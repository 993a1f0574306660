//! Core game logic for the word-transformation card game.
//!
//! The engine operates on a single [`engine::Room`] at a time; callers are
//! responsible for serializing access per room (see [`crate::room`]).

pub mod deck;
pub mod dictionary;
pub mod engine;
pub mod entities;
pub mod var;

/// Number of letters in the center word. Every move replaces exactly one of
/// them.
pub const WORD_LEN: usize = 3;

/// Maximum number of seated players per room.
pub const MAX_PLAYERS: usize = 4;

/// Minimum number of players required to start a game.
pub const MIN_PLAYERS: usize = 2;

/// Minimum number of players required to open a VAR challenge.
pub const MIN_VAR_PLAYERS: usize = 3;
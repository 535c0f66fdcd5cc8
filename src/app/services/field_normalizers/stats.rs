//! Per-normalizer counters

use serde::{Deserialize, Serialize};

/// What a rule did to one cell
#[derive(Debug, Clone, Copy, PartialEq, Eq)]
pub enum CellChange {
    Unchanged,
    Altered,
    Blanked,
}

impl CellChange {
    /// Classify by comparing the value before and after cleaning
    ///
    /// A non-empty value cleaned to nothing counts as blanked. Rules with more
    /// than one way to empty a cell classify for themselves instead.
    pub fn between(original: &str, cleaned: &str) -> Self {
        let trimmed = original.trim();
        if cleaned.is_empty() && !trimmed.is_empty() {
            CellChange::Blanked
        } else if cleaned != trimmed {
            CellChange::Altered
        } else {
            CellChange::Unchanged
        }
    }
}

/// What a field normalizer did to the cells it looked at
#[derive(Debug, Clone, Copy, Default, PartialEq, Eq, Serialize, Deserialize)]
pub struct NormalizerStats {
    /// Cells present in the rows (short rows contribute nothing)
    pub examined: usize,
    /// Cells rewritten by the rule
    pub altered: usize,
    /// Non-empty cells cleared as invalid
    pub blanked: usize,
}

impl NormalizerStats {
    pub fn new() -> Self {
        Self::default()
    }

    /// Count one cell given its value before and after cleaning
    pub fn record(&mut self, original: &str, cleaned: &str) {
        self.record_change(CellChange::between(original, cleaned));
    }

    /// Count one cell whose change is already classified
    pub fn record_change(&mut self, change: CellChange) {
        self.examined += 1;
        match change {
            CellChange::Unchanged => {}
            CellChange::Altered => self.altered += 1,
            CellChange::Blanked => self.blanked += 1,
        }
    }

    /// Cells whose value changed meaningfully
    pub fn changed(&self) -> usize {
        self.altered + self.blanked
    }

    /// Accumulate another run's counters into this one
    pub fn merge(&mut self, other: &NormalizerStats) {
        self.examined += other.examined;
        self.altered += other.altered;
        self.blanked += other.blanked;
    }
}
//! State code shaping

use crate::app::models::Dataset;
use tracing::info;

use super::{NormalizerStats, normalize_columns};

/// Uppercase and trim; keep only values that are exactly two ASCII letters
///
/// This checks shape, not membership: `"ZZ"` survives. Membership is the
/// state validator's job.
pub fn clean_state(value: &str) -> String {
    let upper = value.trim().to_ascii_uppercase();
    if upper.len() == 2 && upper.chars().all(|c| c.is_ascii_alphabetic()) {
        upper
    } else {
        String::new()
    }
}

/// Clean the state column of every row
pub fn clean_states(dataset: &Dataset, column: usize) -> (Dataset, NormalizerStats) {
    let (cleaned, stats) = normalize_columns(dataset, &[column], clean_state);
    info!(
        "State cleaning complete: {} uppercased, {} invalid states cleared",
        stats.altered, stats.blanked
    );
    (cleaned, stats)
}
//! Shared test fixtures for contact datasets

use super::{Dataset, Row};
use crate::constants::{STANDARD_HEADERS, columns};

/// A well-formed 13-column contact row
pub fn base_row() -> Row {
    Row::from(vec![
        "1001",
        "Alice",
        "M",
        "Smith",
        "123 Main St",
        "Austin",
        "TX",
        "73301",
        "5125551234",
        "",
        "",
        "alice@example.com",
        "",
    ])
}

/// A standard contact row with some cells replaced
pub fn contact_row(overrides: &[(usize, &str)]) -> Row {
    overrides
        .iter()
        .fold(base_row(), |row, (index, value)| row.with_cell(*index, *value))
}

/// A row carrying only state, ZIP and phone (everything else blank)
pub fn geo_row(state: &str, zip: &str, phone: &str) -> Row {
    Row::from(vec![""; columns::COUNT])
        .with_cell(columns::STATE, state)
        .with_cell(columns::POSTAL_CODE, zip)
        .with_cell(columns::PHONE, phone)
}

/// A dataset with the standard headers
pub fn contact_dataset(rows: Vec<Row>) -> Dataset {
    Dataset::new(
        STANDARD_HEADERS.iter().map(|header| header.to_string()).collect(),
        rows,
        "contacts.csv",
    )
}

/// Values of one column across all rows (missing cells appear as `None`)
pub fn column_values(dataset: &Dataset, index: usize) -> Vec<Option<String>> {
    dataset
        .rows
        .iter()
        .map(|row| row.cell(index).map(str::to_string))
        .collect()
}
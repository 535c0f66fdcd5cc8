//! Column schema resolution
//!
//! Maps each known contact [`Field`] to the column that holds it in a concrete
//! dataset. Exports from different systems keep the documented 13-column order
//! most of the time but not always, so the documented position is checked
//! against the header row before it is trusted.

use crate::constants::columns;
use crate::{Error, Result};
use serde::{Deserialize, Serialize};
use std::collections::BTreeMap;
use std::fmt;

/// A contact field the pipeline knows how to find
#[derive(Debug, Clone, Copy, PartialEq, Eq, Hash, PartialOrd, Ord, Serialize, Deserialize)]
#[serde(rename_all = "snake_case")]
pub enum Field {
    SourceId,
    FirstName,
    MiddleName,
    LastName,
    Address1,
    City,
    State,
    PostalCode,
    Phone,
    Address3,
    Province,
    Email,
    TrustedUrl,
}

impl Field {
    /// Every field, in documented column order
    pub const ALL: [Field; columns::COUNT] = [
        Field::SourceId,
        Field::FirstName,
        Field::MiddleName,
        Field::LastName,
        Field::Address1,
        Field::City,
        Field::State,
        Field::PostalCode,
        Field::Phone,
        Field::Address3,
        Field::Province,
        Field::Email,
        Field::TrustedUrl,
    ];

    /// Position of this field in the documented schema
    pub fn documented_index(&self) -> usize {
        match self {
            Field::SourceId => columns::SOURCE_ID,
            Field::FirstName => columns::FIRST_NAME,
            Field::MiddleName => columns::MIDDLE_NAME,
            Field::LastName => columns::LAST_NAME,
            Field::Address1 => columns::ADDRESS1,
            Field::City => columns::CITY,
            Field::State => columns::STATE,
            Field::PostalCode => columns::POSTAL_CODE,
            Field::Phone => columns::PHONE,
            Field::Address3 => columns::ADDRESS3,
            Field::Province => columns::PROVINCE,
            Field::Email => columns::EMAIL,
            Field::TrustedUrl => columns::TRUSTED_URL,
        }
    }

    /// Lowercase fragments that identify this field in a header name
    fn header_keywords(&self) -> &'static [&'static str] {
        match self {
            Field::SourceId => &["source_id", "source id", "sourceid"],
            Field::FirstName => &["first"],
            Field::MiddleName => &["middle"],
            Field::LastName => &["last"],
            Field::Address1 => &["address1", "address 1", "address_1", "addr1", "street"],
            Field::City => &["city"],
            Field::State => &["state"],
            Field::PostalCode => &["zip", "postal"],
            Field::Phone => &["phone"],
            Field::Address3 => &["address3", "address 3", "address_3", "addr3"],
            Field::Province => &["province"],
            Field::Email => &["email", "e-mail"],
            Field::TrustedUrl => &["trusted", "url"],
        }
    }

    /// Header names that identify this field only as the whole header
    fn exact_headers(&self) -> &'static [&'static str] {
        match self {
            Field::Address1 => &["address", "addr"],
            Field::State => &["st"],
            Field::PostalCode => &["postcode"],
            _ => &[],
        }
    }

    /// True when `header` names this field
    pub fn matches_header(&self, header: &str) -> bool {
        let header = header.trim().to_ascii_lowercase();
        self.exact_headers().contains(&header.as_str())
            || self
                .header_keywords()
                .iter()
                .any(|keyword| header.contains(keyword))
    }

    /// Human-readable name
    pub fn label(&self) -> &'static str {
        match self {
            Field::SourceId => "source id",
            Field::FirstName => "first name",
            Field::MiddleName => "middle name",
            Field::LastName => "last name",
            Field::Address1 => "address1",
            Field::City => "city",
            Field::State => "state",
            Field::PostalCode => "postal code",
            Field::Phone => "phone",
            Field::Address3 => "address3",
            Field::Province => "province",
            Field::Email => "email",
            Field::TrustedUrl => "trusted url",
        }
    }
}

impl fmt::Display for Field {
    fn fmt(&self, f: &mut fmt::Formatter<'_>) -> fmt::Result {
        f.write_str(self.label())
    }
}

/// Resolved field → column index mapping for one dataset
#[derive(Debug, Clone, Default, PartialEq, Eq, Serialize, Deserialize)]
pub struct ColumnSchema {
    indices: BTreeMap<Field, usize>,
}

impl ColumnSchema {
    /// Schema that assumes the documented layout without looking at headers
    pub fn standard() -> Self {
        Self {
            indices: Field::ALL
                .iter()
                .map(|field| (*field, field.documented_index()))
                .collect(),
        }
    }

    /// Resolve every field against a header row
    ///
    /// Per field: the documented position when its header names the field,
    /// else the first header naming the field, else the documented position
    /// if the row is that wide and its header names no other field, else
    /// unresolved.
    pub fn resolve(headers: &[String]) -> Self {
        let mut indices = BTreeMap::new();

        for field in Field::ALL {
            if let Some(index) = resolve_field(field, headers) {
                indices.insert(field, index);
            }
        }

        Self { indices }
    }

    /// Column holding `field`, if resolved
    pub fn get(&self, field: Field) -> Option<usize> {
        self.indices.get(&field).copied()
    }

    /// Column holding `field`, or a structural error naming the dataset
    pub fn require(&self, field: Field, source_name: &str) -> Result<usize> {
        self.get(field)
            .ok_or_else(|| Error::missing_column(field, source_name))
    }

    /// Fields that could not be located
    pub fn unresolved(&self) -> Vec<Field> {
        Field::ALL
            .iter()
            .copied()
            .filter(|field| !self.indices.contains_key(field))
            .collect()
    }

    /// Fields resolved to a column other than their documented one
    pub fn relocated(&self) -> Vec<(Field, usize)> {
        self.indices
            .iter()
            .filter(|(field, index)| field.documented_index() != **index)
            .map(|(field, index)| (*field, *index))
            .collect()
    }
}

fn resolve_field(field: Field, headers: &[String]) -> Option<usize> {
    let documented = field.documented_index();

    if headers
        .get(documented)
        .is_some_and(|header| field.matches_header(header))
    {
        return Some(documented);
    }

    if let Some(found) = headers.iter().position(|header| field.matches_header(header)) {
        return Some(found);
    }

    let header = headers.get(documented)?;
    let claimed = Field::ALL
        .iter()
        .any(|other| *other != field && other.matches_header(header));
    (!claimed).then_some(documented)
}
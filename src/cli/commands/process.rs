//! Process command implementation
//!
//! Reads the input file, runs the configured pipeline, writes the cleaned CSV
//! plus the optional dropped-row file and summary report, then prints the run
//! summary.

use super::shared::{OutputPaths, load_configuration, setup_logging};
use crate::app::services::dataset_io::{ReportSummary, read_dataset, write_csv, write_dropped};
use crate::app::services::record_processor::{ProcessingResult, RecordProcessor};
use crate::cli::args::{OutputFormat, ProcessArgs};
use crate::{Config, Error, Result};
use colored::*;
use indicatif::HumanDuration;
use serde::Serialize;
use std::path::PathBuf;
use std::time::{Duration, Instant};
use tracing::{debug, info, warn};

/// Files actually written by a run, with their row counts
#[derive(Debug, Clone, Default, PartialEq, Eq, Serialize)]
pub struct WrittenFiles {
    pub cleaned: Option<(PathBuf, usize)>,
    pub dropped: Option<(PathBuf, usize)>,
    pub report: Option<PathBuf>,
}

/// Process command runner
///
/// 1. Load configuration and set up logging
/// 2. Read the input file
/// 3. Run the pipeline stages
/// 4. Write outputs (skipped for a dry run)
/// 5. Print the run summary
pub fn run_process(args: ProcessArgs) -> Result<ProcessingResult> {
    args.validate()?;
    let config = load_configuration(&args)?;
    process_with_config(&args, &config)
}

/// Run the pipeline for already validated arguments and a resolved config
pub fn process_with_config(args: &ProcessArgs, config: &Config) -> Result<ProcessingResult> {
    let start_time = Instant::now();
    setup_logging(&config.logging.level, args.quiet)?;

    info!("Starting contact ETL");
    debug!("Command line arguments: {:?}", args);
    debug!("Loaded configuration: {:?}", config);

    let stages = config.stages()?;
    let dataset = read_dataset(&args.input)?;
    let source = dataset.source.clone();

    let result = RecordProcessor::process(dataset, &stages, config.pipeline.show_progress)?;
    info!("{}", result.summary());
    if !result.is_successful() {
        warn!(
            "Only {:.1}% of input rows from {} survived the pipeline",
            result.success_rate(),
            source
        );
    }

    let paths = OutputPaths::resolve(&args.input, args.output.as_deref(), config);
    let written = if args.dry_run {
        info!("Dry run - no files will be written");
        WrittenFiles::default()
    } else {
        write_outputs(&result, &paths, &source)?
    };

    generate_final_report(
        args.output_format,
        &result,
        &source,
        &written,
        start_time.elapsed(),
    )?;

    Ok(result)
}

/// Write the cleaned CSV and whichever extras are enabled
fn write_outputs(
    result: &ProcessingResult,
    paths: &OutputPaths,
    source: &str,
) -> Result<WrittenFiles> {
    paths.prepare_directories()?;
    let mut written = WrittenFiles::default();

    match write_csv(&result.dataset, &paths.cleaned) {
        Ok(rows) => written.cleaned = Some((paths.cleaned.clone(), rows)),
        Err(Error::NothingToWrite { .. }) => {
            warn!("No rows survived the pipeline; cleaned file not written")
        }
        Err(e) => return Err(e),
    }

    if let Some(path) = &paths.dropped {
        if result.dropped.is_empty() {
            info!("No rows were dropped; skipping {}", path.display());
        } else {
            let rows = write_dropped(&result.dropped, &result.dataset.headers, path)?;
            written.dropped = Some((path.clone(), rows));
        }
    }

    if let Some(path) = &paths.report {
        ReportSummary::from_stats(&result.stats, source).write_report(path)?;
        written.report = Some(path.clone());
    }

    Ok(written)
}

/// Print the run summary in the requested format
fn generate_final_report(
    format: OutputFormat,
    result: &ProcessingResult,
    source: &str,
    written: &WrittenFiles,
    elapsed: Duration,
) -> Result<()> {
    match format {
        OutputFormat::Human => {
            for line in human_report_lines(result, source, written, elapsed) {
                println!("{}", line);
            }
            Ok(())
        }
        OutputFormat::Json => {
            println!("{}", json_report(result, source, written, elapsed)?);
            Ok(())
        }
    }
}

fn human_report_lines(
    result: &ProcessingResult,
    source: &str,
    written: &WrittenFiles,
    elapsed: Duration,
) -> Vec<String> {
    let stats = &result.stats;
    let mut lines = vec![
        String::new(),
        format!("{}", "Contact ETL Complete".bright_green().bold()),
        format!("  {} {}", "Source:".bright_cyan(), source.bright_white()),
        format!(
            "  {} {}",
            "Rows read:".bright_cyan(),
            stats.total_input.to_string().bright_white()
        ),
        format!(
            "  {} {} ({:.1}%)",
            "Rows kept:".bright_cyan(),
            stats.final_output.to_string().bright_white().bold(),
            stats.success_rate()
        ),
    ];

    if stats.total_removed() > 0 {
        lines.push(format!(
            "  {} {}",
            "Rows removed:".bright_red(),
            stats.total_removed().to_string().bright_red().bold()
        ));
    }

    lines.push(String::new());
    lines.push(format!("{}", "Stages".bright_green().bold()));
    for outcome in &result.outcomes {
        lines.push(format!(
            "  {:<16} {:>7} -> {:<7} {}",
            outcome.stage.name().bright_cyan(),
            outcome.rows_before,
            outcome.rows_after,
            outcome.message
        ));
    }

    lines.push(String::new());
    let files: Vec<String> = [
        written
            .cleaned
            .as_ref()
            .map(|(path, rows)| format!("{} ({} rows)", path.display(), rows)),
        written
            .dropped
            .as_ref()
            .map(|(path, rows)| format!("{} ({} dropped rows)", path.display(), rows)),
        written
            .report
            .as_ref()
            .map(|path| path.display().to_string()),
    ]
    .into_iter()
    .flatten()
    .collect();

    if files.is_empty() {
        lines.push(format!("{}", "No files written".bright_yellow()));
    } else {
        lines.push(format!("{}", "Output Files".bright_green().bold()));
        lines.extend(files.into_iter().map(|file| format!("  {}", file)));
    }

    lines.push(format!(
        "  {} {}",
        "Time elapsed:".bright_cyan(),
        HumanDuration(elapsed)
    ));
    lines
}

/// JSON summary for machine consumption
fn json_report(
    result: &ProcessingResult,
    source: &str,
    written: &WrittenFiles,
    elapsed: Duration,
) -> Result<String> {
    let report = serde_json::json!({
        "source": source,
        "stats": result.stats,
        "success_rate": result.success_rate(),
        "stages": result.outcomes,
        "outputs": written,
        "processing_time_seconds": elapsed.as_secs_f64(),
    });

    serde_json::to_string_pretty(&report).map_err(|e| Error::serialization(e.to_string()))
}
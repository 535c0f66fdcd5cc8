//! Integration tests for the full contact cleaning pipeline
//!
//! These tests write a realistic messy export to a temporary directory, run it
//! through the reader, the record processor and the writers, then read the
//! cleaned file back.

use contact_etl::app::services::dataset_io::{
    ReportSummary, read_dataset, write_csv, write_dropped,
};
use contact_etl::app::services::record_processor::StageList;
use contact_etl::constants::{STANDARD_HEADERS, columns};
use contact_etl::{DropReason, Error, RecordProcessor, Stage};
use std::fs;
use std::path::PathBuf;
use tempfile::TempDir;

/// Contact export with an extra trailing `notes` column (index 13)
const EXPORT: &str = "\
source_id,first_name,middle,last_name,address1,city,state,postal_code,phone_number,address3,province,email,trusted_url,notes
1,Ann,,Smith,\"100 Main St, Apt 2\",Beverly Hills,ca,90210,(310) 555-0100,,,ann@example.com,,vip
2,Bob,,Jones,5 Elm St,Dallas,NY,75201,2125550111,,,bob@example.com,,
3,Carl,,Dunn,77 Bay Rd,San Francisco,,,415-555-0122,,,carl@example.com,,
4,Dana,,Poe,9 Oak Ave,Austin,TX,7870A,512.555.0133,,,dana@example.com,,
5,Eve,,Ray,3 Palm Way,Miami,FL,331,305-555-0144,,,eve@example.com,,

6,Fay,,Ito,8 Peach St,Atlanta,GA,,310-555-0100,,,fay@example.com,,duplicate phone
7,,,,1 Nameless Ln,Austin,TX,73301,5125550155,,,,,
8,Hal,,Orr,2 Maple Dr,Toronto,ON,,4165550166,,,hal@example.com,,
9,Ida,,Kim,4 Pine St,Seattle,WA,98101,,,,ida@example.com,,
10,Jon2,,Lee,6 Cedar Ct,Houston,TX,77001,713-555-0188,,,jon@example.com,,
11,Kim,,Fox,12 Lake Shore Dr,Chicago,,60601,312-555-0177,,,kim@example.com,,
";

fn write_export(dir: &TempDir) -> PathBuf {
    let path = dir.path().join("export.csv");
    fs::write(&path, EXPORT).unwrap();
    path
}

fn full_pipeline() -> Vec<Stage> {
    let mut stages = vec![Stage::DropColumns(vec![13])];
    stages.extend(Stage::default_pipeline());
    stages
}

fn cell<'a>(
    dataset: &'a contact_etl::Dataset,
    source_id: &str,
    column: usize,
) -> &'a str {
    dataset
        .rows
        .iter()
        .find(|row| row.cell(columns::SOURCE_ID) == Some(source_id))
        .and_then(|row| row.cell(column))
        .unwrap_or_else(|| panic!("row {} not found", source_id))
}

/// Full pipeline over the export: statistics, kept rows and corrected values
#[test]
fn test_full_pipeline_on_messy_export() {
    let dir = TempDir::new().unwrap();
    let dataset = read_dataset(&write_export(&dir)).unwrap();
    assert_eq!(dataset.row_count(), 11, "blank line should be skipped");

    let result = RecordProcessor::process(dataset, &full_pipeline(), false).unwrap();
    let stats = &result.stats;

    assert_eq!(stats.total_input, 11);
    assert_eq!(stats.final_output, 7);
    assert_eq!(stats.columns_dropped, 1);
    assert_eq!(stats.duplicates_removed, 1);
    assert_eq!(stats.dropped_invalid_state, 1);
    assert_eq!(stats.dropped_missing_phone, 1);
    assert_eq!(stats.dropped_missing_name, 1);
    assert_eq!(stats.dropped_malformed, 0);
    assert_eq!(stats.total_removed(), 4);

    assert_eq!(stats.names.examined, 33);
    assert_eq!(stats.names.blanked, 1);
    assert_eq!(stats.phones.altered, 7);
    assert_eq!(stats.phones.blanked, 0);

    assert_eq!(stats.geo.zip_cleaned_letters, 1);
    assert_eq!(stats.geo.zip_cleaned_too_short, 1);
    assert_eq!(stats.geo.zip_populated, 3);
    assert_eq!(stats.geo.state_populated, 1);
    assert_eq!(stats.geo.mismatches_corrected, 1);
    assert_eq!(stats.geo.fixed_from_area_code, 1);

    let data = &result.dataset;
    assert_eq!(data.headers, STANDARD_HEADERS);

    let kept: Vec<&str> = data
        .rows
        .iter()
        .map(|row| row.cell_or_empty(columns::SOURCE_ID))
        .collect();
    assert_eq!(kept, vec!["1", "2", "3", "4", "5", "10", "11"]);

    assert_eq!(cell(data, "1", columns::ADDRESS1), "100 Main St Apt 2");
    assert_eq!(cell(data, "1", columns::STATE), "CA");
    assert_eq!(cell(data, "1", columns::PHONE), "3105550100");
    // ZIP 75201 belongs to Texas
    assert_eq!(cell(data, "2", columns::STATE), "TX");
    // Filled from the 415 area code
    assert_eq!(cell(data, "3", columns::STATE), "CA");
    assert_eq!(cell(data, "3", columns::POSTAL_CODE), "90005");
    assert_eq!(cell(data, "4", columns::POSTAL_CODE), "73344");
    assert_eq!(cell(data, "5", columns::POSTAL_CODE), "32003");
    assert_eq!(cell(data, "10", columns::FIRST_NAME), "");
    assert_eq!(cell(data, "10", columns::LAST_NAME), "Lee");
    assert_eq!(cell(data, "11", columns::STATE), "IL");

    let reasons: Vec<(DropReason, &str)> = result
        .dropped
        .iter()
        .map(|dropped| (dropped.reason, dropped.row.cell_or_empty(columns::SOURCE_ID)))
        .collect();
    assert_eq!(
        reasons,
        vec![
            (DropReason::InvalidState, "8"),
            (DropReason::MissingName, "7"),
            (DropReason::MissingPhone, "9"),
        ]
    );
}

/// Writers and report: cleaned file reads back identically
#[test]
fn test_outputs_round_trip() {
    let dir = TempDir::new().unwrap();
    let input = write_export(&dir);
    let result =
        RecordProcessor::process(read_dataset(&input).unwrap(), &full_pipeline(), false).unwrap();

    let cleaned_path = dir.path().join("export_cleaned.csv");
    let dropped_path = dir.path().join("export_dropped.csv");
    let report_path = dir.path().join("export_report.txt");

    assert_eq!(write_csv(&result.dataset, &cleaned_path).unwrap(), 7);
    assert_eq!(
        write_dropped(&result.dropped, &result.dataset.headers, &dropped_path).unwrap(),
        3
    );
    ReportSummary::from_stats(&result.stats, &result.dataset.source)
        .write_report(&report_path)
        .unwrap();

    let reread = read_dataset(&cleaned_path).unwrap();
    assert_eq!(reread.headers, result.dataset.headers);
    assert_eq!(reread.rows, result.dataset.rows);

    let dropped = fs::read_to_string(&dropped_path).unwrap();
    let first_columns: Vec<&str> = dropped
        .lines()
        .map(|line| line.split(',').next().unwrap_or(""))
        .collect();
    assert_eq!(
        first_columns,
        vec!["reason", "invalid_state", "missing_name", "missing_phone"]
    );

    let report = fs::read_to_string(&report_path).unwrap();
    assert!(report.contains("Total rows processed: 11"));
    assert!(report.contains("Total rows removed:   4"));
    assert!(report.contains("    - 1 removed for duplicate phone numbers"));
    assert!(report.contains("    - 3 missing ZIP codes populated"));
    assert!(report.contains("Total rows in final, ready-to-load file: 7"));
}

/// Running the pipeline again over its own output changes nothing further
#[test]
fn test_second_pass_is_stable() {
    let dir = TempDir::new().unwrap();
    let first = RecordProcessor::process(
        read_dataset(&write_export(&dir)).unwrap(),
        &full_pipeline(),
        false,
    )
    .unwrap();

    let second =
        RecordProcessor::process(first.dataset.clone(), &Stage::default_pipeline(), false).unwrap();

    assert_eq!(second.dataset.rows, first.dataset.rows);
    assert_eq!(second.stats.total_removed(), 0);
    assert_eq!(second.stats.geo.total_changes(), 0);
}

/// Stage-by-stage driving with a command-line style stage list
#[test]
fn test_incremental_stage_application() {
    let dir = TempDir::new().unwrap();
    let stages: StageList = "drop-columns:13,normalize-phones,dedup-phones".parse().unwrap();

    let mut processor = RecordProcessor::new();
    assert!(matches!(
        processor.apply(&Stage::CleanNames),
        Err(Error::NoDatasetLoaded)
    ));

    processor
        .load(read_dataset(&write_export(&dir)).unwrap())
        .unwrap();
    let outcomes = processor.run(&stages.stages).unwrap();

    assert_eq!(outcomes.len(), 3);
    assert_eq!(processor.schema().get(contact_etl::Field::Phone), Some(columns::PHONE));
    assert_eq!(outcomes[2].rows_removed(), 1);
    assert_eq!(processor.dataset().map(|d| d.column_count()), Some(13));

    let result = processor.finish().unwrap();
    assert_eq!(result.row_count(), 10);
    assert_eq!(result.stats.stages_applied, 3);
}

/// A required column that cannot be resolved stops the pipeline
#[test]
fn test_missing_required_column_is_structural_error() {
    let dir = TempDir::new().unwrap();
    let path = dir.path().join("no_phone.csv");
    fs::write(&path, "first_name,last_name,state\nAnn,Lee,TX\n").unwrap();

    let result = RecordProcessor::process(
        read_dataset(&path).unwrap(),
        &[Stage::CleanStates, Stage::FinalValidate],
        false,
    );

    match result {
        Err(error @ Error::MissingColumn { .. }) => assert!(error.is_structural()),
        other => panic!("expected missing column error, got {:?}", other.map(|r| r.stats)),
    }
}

....

After identifying the lines above that contain "LastName", copy each one.

    LastName,
        Field::LastName,
            Field::LastName => columns::LAST_NAME,
            Field::LastName => &["last"],
            Field::LastName => "last name",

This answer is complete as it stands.